Cannarozzi Anna Lucia, Massimino Luca, Latiano Anna, Parigi Tommaso Lorenzo, Giuliani Francesco, Bossa Fabrizio, Di Brina Anna Laura, Ungaro Federica, Biscaglia Giuseppe, Danese Silvio, Perri Francesco, Palmieri Orazio
Division of Gastroenterology, Fondazione IRCCS - Casa Sollievo della Sofferenza, San Giovanni Rotondo, Italy.
Gastroenterology and Digestive Endoscopy Department, IRCCS Ospedale San Raffaele, Milan, Italy.
Comput Struct Biotechnol J. 2024 Sep 11;23:3407-3417. doi: 10.1016/j.csbj.2024.09.003. eCollection 2024 Dec.

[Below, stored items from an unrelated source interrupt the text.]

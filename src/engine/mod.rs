pub mod activation;
pub mod arbiter;
pub mod dispatch;
pub mod graph;
mod independent;
mod loop_worker;
pub mod matcher;

pub use activation::{ActivationChange, ActivationRecord, ActivationStore};
pub use dispatch::{Dispatcher, KeyInjector, ModifierState, NoModifierState};

use std::collections::{HashMap, HashSet};
use std::sync::Arc;

use anyhow::{bail, Context, Result};
use log::{info, warn};
use tokio::sync::mpsc;
use tokio::task::JoinHandle;
use tokio_util::sync::CancellationToken;

use crate::capture::{FrameSource, RegionPlan};
use crate::error::ValidationError;
use crate::models::{Profile, RuleId, SampleGeometry};
use crate::settings::EngineSettings;

use independent::{independent_loop, IndependentLoop};
use loop_worker::{shared_loop, SharedLoop};

/// Pipeline lifecycle. `StopRequested` is only observable while `stop()` is
/// in flight; every other time the engine is either stopped or running.
#[derive(Debug, Clone, Copy, PartialEq, Eq)]
pub enum EngineState {
    Stopped,
    Running,
    StopRequested,
}

/// A profile that passed validation, with the per-load derived structures:
/// topological evaluation order and the capture plan.
struct LoadedProfile {
    profile: Arc<Profile>,
    order: Arc<Vec<RuleId>>,
    plan: RegionPlan,
}

/// Owns the tick loop and the per-rule independent tasks.
///
/// Lifecycle contract: `load` (validates, only while stopped) → `start`
/// (spawns tasks) → `stop` (cancels, joins every task, clears the store).
/// The engine never mutates rule content; the activation store is the only
/// state it writes.
pub struct Engine {
    settings: EngineSettings,
    frames: Arc<dyn FrameSource>,
    injector: Arc<dyn KeyInjector>,
    modifiers: Arc<dyn ModifierState>,
    store: ActivationStore,
    loaded: Option<LoadedProfile>,
    cancel: Option<CancellationToken>,
    handles: Vec<JoinHandle<()>>,
    state: EngineState,
}

impl Engine {
    pub fn new(
        frames: Arc<dyn FrameSource>,
        injector: Arc<dyn KeyInjector>,
        settings: EngineSettings,
    ) -> Self {
        Self {
            settings,
            frames,
            injector,
            modifiers: Arc::new(NoModifierState),
            store: ActivationStore::new(),
            loaded: None,
            cancel: None,
            handles: Vec::new(),
            state: EngineState::Stopped,
        }
    }

    /// Installs a modifier-state hook so the shared loop can pause while the
    /// user holds one of the profile's guarded modifiers.
    pub fn with_modifier_state(mut self, modifiers: Arc<dyn ModifierState>) -> Self {
        self.modifiers = modifiers;
        self
    }

    pub fn state(&self) -> EngineState {
        self.state
    }

    /// Best-effort activation-change feed for UI/sound consumers. Replaces
    /// any previously returned receiver.
    pub fn activation_events(&self) -> mpsc::UnboundedReceiver<ActivationChange> {
        self.store.subscribe()
    }

    /// Validates and stages a profile: unique ids, sane geometry and press
    /// ranges, acyclic condition chains. Derives the topological evaluation
    /// order and the capture plan, both reused for the whole run.
    pub fn load(&mut self, profile: Profile) -> Result<(), ValidationError> {
        if self.state != EngineState::Stopped {
            return Err(ValidationError::PipelineRunning);
        }

        validate_rules(&profile)?;
        let order = graph::validate_and_order(&profile)?;
        let plan = RegionPlan::compute(profile.shared_rules(), self.settings.cluster_epsilon);

        info!(
            "loaded profile '{}': {} rule(s), {} capture rect(s)",
            profile.name,
            profile.rules.len(),
            plan.rects().len()
        );
        self.loaded = Some(LoadedProfile {
            profile: Arc::new(profile),
            order: Arc::new(order),
            plan,
        });
        Ok(())
    }

    /// `Stopped → Running`: spawns the shared tick loop plus one task per
    /// independent rule, all watching one cancellation token.
    pub fn start(&mut self) -> Result<()> {
        if self.state != EngineState::Stopped {
            bail!("pipeline already running");
        }
        let loaded = self.loaded.as_ref().context("no profile loaded")?;

        let cancel = CancellationToken::new();
        let dispatcher = Arc::new(Dispatcher::new(self.injector.clone(), &self.settings));

        self.handles.push(tokio::spawn(shared_loop(
            SharedLoop {
                profile: loaded.profile.clone(),
                order: loaded.order.clone(),
                plan: loaded.plan.clone(),
                store: self.store.clone(),
                frames: self.frames.clone(),
                dispatcher: dispatcher.clone(),
                modifiers: self.modifiers.clone(),
                settings: self.settings.clone(),
            },
            cancel.clone(),
        )));

        for rule in loaded.profile.independent_rules() {
            self.handles.push(tokio::spawn(independent_loop(
                IndependentLoop {
                    rule: Arc::new(rule.clone()),
                    store: self.store.clone(),
                    frames: self.frames.clone(),
                    dispatcher: dispatcher.clone(),
                    settings: self.settings.clone(),
                },
                cancel.clone(),
            )));
        }

        self.cancel = Some(cancel);
        self.state = EngineState::Running;
        info!("pipeline started ({} task(s))", self.handles.len());
        Ok(())
    }

    /// `Running → StopRequested → Stopped`. Returns only after every task
    /// has observed the cancellation and exited its current iteration, so no
    /// key-down is ever left without its key-up. Stop while stopped is a
    /// no-op.
    pub async fn stop(&mut self) -> Result<()> {
        if self.state != EngineState::Running {
            return Ok(());
        }
        self.state = EngineState::StopRequested;

        if let Some(cancel) = self.cancel.take() {
            cancel.cancel();
        }
        for handle in self.handles.drain(..) {
            if let Err(err) = handle.await {
                warn!("pipeline task failed to join: {err}");
            }
        }

        self.store.clear();
        self.state = EngineState::Stopped;
        info!("pipeline stopped");
        Ok(())
    }

    /// Read-only copy of the activation store for visualization.
    pub fn snapshot(&self) -> HashMap<RuleId, ActivationRecord> {
        self.store.snapshot()
    }
}

fn validate_rules(profile: &Profile) -> Result<(), ValidationError> {
    let mut seen: HashSet<&str> = HashSet::new();
    for rule in &profile.rules {
        if !seen.insert(rule.id.as_str()) {
            return Err(ValidationError::DuplicateRuleId(rule.id.clone()));
        }
        if let SampleGeometry::Area { width, height, .. } = rule.geometry {
            if width == 0 || height == 0 {
                return Err(ValidationError::InvalidGeometry {
                    rule: rule.id.clone(),
                    reason: format!("area must be at least 1x1, got {}x{}", width, height),
                });
            }
        }
        if let Some(press) = rule.binding.press {
            if press.min_ms > press.max_ms {
                return Err(ValidationError::InvalidPressRange {
                    rule: rule.id.clone(),
                });
            }
        }
    }
    Ok(())
}

#[cfg(test)]
mod tests {
    use super::*;
    use crate::error::DispatchError;
    use crate::models::{Condition, KeyBinding, Modifier, Point, PressRange, Rgb, Rule};

    struct NullFrames;
    impl FrameSource for NullFrames {
        fn capture(
            &self,
            _rect: &crate::capture::CaptureRect,
        ) -> std::result::Result<crate::capture::Frame, crate::error::CaptureError> {
            Err(crate::error::CaptureError::Backend("no backend".into()))
        }
    }

    struct NullInjector;
    impl KeyInjector for NullInjector {
        fn key_down(&self, _key: &str) -> std::result::Result<(), DispatchError> {
            Ok(())
        }
        fn key_up(&self, _key: &str) -> std::result::Result<(), DispatchError> {
            Ok(())
        }
        fn modifier_down(&self, _m: Modifier) -> std::result::Result<(), DispatchError> {
            Ok(())
        }
        fn modifier_up(&self, _m: Modifier) -> std::result::Result<(), DispatchError> {
            Ok(())
        }
    }

    fn engine() -> Engine {
        Engine::new(
            Arc::new(NullFrames),
            Arc::new(NullInjector),
            EngineSettings::default(),
        )
    }

    fn rule(id: &str, conds: &[(&str, bool)]) -> Rule {
        Rule {
            id: id.to_string(),
            geometry: SampleGeometry::Pixel {
                point: Point::new(0, 0),
                color: Rgb::new(0, 0, 0),
            },
            tolerance: 0,
            inverted: false,
            binding: KeyBinding {
                key: "Q".into(),
                modifiers: vec![],
                press: None,
            },
            group: None,
            priority: 0,
            conditions: conds
                .iter()
                .map(|(r, required)| Condition {
                    rule: r.to_string(),
                    required: *required,
                })
                .collect(),
            independent: false,
            enabled: true,
            fire: true,
        }
    }

    #[test]
    fn load_rejects_duplicate_ids() {
        let mut engine = engine();
        let profile = Profile::new("p", vec![rule("a", &[]), rule("a", &[])]);
        assert_eq!(
            engine.load(profile),
            Err(ValidationError::DuplicateRuleId("a".into()))
        );
    }

    #[test]
    fn load_rejects_cycles_and_reports_members() {
        let mut engine = engine();
        let profile = Profile::new("p", vec![rule("x", &[("y", true)]), rule("y", &[("x", true)])]);
        match engine.load(profile) {
            Err(ValidationError::CyclicConditions { mut cycle }) => {
                cycle.sort();
                assert_eq!(cycle, vec!["x".to_string(), "y".to_string()]);
            }
            other => panic!("expected cycle rejection, got {:?}", other),
        }
    }

    #[test]
    fn load_rejects_degenerate_area() {
        let mut engine = engine();
        let mut bad = rule("a", &[]);
        bad.geometry = SampleGeometry::Area {
            center: Point::new(0, 0),
            width: 0,
            height: 5,
            colors: [Rgb::new(0, 0, 0); 5],
        };
        assert!(matches!(
            engine.load(Profile::new("p", vec![bad])),
            Err(ValidationError::InvalidGeometry { .. })
        ));
    }

    #[test]
    fn load_rejects_inverted_press_range() {
        let mut engine = engine();
        let mut bad = rule("a", &[]);
        bad.binding.press = Some(PressRange {
            min_ms: 100,
            max_ms: 50,
        });
        assert_eq!(
            engine.load(Profile::new("p", vec![bad])),
            Err(ValidationError::InvalidPressRange { rule: "a".into() })
        );
    }

    #[test]
    fn start_without_profile_fails() {
        let mut engine = engine();
        assert!(engine.start().is_err());
        assert_eq!(engine.state(), EngineState::Stopped);
    }

    #[tokio::test]
    async fn stop_while_stopped_is_a_noop() {
        let mut engine = engine();
        engine.stop().await.unwrap();
        assert_eq!(engine.state(), EngineState::Stopped);
    }

    #[tokio::test]
    async fn load_while_running_is_rejected() {
        let mut engine = engine();
        engine.load(Profile::new("p", vec![rule("a", &[])])).unwrap();
        engine.start().unwrap();
        assert_eq!(engine.state(), EngineState::Running);

        let again = Profile::new("p2", vec![rule("b", &[])]);
        assert_eq!(engine.load(again), Err(ValidationError::PipelineRunning));

        engine.stop().await.unwrap();
        assert_eq!(engine.state(), EngineState::Stopped);
    }

    #[tokio::test]
    async fn stop_clears_the_activation_store() {
        let mut engine = engine();
        engine.load(Profile::new("p", vec![rule("a", &[])])).unwrap();
        engine.start().unwrap();
        tokio::time::sleep(tokio::time::Duration::from_millis(50)).await;
        engine.stop().await.unwrap();
        assert!(engine.snapshot().is_empty());
    }
}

Inflammatory bowel diseases (IBD) are classified into two entities, namely Crohn's disease (CD) and ulcerative colitis (UC), which differ in disease trajectories, genetics, epidemiological, clinical, endoscopic, and histopathological aspects. As no single golden standard modality for diagnosing IBD exists, the differential diagnosis among UC, CD, and non-IBD involves a multidisciplinary approach, considering professional groups that include gastroenterologists, endoscopists, radiologists, and pathologists. In this context, histological examination of endoscopic or surgical specimens plays a fundamental role. Nevertheless, in differentiating IBD from non-IBD colitis, the histopathological evaluation of the morphological lesions is limited by sampling and subjective human judgment, leading to potential diagnostic discrepancies. To overcome these limitations, artificial intelligence (AI) techniques are emerging to enable automated analysis of medical images with advantages in accuracy, precision, and speed of investigation, increasing interest in the histological analysis of gastrointestinal inflammation. This review aims to provide an overview of the most recent knowledge and advances in AI methods, summarizing its applications in the histopathological analysis of endoscopic biopsies from IBD patients, and discussing its strengths and limitations in daily clinical practice.
炎症性肠病(IBD)分为两种类型,即克罗恩病(CD)和溃疡性结肠炎(UC),它们在疾病发展轨迹、遗传学、流行病学、临床、内镜检查及组织病理学方面存在差异。由于不存在诊断IBD的单一金标准模式,UC、CD和非IBD之间的鉴别诊断需要多学科方法,涉及包括胃肠病学家、内镜医师、放射科医师和病理学家在内的专业团队。在此背景下,内镜或手术标本的组织学检查起着至关重要的作用。然而,在区分IBD与非IBD结肠炎时,形态学病变的组织病理学评估受取样和人为主观判断的限制,可能导致诊断差异。为克服这些局限性,人工智能(AI)技术正在兴起,能够对医学图像进行自动分析,在检查的准确性、精确性和速度方面具有优势,从而增加了对胃肠道炎症组织学分析的兴趣。本综述旨在概述AI方法的最新知识和进展,总结其在IBD患者内镜活检组织病理学分析中的应用,并讨论其在日常临床实践中的优势和局限性。